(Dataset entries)

_ _ _ _ _ _ _

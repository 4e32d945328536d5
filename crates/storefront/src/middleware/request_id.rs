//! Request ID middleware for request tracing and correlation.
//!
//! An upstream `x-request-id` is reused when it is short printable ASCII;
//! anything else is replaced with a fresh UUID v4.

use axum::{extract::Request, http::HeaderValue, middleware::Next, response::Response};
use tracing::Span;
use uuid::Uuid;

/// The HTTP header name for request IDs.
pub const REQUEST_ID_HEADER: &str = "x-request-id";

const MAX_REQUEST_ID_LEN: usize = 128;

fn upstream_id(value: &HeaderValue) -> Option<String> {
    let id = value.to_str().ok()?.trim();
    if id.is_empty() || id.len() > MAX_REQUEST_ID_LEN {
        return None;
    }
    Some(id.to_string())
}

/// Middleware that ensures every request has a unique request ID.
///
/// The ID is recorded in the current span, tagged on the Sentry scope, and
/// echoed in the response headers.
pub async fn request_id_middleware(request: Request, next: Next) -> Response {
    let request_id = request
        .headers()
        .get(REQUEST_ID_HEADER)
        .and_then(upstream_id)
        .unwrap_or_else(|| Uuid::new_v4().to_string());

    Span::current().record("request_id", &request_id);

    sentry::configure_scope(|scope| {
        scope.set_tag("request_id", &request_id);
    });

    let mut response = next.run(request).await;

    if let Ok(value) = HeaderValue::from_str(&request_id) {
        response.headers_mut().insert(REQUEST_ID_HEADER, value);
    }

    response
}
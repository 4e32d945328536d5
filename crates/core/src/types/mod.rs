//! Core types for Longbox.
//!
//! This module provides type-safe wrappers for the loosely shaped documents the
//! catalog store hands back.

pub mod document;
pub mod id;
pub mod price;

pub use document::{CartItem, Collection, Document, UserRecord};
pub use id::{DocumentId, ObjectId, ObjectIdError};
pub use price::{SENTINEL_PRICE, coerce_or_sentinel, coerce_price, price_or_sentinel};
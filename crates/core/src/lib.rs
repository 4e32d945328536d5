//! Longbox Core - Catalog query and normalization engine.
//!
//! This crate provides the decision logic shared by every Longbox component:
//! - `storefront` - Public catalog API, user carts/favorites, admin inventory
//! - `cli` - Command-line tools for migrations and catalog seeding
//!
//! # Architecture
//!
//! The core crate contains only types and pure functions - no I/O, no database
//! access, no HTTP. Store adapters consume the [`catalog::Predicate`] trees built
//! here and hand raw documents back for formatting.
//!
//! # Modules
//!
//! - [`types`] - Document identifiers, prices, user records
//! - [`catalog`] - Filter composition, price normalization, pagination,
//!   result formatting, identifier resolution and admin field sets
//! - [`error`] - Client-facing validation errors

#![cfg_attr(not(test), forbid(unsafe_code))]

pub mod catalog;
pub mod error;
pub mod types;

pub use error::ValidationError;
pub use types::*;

_ _ _ _ _ _ _

*WHAT IS NEEDED*. Going down from the first line of the entries above, restate each line word for word until the line holding "the response headers." is done.

*RESPONSE TO THE TASK*.
repository 4e32d945328536d5
filename crates/storefront/src/middleware/request_id.rs
//! Request ID middleware for request tracing and correlation.
//!
//! An upstream `x-request-id` is reused when it is short printable ASCII;
//! anything else is replaced with a fresh UUID v4.

use axum::{extract::Request, http::HeaderValue, middleware::Next, response::Response};
use tracing::Span;
use uuid::Uuid;

/// The HTTP header name for request IDs.
pub const REQUEST_ID_HEADER: &str = "x-request-id";

const MAX_REQUEST_ID_LEN: usize = 128;

fn upstream_id(value: &HeaderValue) -> Option<String> {
    let id = value.to_str().ok()?.trim();
    if id.is_empty() || id.len() > MAX_REQUEST_ID_LEN {
        return None;
    }
    Some(id.to_string())
}

/// Middleware that ensures every request has a unique request ID.
///
/// The ID is recorded in the current span, tagged on the Sentry scope, and
/// echoed in the response headers.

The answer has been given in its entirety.